++++ INPUT MATERIAL ++++

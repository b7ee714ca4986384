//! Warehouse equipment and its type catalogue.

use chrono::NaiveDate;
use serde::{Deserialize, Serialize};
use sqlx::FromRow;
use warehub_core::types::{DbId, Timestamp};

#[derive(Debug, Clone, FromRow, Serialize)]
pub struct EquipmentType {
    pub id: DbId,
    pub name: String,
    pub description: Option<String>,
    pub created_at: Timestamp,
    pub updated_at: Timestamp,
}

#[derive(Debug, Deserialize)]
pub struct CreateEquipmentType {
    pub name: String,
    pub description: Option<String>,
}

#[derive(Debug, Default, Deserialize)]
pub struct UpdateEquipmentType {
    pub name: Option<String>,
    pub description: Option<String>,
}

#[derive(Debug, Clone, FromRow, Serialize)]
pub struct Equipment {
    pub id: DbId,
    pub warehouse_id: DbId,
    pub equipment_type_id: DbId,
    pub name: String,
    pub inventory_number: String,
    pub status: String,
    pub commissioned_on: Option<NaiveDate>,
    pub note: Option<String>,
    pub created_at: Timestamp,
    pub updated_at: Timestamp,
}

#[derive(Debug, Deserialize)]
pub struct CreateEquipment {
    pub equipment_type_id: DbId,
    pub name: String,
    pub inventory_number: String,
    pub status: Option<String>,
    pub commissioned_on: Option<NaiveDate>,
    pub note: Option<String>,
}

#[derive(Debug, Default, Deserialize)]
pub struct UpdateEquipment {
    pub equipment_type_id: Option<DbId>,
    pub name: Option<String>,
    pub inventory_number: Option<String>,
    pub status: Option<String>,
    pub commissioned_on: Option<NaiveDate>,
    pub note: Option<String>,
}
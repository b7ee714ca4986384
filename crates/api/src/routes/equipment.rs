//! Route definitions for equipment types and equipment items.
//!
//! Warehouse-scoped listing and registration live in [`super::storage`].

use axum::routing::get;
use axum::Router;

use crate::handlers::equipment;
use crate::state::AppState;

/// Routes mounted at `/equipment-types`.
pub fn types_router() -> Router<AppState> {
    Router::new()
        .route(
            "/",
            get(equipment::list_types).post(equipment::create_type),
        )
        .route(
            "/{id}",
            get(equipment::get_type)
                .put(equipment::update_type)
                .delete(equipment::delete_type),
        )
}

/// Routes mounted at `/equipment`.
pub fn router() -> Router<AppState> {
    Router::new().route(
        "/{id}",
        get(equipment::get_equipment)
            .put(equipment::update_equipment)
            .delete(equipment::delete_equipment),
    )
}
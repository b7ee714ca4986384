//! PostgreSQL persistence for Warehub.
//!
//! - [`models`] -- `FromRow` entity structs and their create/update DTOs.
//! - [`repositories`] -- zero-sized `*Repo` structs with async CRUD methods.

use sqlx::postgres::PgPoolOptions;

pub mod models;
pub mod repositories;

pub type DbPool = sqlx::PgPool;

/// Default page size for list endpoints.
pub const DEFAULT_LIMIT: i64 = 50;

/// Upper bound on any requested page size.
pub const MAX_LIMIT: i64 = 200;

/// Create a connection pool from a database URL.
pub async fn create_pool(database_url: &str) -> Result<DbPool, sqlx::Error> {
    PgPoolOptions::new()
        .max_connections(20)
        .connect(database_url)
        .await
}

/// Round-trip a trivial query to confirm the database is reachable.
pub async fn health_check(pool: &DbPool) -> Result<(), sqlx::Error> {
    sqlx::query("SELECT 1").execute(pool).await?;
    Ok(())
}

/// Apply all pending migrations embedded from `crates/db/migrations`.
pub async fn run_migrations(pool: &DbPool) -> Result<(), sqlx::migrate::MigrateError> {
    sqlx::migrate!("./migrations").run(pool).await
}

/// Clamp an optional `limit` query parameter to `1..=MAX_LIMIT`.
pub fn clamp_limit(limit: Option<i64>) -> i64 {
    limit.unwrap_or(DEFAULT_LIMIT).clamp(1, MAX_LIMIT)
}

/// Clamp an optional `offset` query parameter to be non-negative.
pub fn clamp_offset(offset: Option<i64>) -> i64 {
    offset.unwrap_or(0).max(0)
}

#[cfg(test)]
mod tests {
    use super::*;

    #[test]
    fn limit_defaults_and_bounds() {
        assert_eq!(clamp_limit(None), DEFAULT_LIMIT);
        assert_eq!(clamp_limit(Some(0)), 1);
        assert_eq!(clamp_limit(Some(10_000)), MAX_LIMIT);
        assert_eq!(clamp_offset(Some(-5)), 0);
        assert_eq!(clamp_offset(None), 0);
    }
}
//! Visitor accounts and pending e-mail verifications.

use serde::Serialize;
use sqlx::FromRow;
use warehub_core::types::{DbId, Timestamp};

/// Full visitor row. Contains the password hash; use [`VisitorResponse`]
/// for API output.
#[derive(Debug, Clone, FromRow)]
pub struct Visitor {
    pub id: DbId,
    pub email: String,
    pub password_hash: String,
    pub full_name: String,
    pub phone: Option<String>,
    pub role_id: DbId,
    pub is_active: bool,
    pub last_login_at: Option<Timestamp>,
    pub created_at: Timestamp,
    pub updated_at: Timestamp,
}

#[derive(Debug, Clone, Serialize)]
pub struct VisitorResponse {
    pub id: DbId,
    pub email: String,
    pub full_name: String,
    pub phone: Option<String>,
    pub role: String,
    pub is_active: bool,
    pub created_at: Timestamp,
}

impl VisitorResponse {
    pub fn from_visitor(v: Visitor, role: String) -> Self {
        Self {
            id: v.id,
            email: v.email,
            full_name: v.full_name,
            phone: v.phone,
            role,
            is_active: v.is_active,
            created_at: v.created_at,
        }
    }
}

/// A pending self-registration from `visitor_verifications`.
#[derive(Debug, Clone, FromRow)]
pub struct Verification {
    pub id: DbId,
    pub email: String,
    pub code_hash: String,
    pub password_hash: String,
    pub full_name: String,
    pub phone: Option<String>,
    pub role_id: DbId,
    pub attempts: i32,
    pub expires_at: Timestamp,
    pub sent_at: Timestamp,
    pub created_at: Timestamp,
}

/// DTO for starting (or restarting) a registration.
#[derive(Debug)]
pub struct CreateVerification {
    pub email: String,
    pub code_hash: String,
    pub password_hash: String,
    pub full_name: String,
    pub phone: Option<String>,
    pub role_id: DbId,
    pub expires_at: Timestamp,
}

++++

_WORK TASK_
Your response should be the lines above from the first to the one containing "get(equipment::get_type)", inclusive, each given exactly.

_SOLUTION_
repository b7ee714ca4986384
//! Warehouse equipment and its type catalogue.

use chrono::NaiveDate;
use serde::{Deserialize, Serialize};
use sqlx::FromRow;
use warehub_core::types::{DbId, Timestamp};

#[derive(Debug, Clone, FromRow, Serialize)]
pub struct EquipmentType {
    pub id: DbId,
    pub name: String,
    pub description: Option<String>,
    pub created_at: Timestamp,
    pub updated_at: Timestamp,
}

#[derive(Debug, Deserialize)]
pub struct CreateEquipmentType {
    pub name: String,
    pub description: Option<String>,
}

#[derive(Debug, Default, Deserialize)]
pub struct UpdateEquipmentType {
    pub name: Option<String>,
    pub description: Option<String>,
}

#[derive(Debug, Clone, FromRow, Serialize)]
pub struct Equipment {
    pub id: DbId,
    pub warehouse_id: DbId,
    pub equipment_type_id: DbId,
    pub name: String,
    pub inventory_number: String,
    pub status: String,
    pub commissioned_on: Option<NaiveDate>,
    pub note: Option<String>,
    pub created_at: Timestamp,
    pub updated_at: Timestamp,
}

#[derive(Debug, Deserialize)]
pub struct CreateEquipment {
    pub equipment_type_id: DbId,
    pub name: String,
    pub inventory_number: String,
    pub status: Option<String>,
    pub commissioned_on: Option<NaiveDate>,
    pub note: Option<String>,
}

#[derive(Debug, Default, Deserialize)]
pub struct UpdateEquipment {
    pub equipment_type_id: Option<DbId>,
    pub name: Option<String>,
    pub inventory_number: Option<String>,
    pub status: Option<String>,
    pub commissioned_on: Option<NaiveDate>,
    pub note: Option<String>,
}
repository b7ee714ca4986384
filename crates/api/src/routes/equipment.rs
//! Route definitions for equipment types and equipment items.
//!
//! Warehouse-scoped listing and registration live in [`super::storage`].

use axum::routing::get;
use axum::Router;

use crate::handlers::equipment;
use crate::state::AppState;

/// Routes mounted at `/equipment-types`.
pub fn types_router() -> Router<AppState> {
    Router::new()
        .route(
            "/",
            get(equipment::list_types).post(equipment::create_type),
        )
        .route(
            "/{id}",
            get(equipment::get_type)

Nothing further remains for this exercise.